> **GOAL OF THE EXERCISE**: Please return only the lines from the one holding "filename src/tui/app/core.rs" through the one holding "use crate::tui::Theme;", exactly as they appear in the records below, both ends included.

• • • • • • •

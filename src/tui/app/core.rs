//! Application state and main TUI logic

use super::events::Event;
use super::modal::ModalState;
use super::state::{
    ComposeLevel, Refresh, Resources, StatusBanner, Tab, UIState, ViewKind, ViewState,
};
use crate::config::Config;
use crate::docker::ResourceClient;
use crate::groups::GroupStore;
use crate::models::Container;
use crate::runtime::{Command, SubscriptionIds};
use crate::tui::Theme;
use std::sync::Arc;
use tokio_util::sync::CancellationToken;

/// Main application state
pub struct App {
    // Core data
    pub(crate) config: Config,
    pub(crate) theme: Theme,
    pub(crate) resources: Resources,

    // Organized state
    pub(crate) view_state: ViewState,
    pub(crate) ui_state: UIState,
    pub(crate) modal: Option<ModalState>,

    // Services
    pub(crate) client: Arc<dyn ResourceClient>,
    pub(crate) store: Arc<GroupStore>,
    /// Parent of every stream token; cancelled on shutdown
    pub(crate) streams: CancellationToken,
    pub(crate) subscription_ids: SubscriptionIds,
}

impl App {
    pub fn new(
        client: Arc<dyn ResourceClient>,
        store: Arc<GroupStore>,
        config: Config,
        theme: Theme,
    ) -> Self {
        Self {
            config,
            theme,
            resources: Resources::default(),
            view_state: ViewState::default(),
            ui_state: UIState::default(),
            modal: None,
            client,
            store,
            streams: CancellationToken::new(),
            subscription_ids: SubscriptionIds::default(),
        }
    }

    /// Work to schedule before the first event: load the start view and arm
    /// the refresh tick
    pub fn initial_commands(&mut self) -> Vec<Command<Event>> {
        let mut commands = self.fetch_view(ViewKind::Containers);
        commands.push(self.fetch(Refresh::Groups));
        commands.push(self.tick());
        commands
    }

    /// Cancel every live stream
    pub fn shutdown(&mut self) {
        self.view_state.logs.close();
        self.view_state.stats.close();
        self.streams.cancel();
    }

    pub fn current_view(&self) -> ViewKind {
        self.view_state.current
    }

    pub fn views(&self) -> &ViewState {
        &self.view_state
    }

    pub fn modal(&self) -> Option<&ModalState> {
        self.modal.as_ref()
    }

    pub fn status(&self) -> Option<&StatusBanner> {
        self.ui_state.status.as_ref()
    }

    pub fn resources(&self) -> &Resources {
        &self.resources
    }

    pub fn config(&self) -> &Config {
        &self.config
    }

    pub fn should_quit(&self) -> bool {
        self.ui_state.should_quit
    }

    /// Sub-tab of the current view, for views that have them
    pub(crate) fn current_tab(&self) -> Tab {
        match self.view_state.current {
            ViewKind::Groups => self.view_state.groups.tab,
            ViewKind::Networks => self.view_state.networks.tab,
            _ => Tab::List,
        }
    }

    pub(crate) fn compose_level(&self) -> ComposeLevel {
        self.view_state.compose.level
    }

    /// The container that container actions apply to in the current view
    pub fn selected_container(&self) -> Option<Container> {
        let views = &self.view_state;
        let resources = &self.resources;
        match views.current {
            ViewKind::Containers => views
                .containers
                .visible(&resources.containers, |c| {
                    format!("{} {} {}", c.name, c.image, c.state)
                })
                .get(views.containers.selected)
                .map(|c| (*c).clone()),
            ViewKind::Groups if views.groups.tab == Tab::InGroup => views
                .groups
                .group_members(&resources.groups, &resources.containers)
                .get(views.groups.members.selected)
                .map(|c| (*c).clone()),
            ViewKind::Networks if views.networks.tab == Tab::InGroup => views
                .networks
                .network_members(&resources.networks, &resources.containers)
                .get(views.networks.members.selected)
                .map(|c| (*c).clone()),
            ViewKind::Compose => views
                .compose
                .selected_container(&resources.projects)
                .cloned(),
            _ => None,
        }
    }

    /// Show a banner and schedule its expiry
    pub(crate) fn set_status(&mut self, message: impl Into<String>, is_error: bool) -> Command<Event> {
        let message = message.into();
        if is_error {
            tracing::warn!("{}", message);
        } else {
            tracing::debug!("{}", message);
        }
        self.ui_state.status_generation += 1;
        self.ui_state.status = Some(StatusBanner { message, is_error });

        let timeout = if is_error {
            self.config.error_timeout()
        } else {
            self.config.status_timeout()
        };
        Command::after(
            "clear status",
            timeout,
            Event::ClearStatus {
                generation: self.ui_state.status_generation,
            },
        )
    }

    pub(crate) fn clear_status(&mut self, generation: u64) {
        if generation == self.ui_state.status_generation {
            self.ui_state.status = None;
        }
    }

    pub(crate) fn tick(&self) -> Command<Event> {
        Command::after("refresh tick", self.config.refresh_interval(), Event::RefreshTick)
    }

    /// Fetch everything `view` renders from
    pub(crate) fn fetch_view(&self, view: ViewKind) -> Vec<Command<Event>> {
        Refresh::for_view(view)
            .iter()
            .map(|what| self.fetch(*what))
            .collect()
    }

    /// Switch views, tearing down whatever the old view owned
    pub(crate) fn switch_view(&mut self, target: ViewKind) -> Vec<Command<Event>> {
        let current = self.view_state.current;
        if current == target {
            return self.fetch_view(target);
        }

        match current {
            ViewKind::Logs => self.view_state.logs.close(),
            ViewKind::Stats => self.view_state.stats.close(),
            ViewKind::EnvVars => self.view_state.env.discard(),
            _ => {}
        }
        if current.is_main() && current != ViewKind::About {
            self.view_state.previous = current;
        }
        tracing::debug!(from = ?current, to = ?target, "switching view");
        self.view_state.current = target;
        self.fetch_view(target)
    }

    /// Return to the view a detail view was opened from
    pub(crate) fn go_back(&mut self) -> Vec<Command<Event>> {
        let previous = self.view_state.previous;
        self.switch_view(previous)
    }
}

• • • • • • •

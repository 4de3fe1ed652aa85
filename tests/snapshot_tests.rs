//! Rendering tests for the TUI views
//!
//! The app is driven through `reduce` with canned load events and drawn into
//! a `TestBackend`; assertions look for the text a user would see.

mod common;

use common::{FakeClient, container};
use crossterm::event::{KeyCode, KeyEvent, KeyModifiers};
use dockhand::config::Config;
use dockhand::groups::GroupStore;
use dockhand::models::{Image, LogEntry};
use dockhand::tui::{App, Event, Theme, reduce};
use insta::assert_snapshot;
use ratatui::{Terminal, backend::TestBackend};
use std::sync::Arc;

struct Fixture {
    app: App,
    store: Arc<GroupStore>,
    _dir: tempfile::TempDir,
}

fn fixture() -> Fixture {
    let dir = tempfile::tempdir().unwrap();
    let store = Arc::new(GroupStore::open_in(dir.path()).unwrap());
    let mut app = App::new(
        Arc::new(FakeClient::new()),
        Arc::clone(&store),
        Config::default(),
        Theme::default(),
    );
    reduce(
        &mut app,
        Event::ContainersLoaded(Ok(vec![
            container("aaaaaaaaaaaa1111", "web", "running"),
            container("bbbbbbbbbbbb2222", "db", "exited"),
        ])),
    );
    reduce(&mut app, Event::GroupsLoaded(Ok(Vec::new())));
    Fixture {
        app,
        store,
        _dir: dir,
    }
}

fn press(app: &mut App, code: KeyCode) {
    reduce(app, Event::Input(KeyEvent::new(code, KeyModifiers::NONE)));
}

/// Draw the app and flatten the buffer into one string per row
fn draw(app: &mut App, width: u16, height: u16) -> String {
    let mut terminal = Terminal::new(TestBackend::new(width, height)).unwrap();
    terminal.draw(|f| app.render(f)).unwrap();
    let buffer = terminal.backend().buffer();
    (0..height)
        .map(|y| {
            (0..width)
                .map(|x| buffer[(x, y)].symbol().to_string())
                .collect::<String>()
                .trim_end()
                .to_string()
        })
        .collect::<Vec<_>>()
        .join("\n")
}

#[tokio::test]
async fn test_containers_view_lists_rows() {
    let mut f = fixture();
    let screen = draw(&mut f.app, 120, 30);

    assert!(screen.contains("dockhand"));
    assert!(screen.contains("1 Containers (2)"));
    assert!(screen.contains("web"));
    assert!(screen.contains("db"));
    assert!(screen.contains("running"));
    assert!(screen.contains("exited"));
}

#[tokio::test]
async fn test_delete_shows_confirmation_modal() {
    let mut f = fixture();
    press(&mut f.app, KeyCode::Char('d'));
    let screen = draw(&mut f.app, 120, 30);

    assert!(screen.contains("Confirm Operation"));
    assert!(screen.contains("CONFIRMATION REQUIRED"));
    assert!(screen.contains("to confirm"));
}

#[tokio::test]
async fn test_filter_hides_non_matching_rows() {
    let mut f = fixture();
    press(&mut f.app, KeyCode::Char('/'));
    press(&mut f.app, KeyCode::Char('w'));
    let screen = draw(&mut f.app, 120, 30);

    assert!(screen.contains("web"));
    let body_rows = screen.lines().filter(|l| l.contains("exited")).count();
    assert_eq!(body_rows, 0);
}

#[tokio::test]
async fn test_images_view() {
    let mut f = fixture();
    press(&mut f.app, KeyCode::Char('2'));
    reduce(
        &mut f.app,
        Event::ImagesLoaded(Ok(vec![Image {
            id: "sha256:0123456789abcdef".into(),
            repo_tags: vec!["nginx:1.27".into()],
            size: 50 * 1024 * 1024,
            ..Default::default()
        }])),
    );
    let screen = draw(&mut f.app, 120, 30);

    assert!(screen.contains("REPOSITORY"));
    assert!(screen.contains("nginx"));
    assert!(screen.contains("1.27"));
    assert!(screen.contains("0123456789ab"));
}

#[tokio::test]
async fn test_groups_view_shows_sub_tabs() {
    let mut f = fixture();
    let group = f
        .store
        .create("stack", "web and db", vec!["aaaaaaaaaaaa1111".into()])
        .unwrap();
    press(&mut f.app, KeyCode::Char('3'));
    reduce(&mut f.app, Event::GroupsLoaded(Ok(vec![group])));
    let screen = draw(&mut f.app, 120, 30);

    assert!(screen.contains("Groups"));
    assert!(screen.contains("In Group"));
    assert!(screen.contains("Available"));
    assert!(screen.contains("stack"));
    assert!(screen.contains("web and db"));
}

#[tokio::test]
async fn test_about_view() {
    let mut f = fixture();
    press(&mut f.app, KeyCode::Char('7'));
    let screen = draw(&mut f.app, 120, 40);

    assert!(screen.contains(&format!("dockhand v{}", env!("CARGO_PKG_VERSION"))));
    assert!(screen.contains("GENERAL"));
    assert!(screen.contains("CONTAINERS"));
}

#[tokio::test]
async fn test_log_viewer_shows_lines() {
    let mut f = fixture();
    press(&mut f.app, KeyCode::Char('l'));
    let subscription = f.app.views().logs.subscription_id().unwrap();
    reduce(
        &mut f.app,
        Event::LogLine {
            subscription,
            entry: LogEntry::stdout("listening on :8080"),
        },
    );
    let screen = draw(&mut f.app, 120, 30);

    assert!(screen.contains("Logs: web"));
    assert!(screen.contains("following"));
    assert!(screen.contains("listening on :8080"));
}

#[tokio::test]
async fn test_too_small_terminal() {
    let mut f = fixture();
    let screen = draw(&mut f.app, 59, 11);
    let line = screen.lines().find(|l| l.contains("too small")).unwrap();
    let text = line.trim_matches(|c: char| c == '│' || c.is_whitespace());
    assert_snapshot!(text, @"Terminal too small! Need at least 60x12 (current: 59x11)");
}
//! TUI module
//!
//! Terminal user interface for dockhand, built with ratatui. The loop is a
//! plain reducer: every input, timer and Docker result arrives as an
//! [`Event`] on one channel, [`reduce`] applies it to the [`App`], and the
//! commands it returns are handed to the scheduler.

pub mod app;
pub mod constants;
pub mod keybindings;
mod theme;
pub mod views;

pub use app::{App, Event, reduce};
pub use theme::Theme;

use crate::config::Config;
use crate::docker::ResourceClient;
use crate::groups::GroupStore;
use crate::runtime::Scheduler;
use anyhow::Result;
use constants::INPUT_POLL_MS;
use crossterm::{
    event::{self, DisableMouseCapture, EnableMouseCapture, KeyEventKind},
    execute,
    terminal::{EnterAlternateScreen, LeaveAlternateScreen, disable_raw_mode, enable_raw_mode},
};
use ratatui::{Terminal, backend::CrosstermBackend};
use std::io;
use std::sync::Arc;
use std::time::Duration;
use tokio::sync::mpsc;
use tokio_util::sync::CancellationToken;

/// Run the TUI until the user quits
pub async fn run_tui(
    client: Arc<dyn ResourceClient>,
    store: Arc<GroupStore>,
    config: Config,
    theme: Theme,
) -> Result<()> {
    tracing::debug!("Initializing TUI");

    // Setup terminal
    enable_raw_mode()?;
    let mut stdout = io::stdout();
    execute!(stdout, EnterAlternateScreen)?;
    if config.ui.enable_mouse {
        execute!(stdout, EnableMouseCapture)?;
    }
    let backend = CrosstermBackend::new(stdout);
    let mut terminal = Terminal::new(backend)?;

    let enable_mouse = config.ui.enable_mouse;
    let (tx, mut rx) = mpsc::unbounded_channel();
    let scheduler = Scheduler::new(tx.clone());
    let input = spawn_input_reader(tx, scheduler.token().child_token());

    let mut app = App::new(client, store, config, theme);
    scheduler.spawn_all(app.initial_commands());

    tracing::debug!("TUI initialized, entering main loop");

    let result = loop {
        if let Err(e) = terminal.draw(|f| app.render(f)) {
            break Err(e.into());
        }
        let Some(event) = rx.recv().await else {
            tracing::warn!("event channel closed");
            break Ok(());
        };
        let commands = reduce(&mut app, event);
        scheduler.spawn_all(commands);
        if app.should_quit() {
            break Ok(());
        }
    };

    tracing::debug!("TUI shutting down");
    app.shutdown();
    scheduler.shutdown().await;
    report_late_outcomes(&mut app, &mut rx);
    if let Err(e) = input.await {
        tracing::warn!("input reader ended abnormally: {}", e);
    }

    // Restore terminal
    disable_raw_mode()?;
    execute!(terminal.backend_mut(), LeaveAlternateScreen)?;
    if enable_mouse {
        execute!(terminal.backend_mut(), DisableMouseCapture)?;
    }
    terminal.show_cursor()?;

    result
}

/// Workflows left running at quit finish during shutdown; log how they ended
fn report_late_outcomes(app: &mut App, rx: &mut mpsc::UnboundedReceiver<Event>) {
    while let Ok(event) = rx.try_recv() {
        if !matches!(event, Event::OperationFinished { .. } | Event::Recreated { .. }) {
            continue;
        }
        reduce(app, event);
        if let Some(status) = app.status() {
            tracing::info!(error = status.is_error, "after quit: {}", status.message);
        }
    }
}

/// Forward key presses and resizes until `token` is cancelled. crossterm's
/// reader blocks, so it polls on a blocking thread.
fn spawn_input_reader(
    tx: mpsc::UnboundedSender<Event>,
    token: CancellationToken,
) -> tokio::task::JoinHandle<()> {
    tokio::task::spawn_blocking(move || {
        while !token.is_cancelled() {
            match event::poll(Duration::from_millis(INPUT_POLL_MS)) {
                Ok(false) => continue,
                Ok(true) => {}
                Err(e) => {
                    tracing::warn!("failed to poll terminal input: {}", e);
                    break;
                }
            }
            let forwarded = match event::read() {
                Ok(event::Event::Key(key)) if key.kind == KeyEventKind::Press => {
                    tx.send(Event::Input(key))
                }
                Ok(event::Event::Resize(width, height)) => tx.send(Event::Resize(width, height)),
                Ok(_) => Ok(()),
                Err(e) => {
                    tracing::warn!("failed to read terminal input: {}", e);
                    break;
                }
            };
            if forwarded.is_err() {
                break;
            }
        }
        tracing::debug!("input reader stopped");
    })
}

• • • • • • •

> **ANSWER SPACE**:
filename src/tui/app/core.rs
//! Application state and main TUI logic

use super::events::Event;
use super::modal::ModalState;
use super::state::{
    ComposeLevel, Refresh, Resources, StatusBanner, Tab, UIState, ViewKind, ViewState,
};
use crate::config::Config;
use crate::docker::ResourceClient;
use crate::groups::GroupStore;
use crate::models::Container;
use crate::runtime::{Command, SubscriptionIds};
use crate::tui::Theme;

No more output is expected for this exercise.